◆ Prompt ◆
Which lines of the entries contain the word "Shape"? Please list them.

◆ Data for review ◆
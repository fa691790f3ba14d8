use super::*;

#[derive(Debug, Clone, Copy, PartialEq, Eq, Serialize, Deserialize)]
#[serde(rename_all = "kebab-case")]
pub enum Shape {
  /// One spendable input to one output, the steady-state load.
  OneToOne,
  /// Low-value inputs batched into several spendable outputs.
  OneToMany,
  /// Many spendable inputs consolidated into one output.
  ManyToOne,
}

impl Display for Shape {
  fn fmt(&self, f: &mut Formatter) -> fmt::Result {
    write!(
      f,
      "{}",
      match self {
        Self::OneToOne => "s2s",
        Self::OneToMany => "s2m",
        Self::ManyToOne => "m2s",
      }
    )
  }
}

◆ Reply ◆
pub enum Shape {
impl Display for Shape {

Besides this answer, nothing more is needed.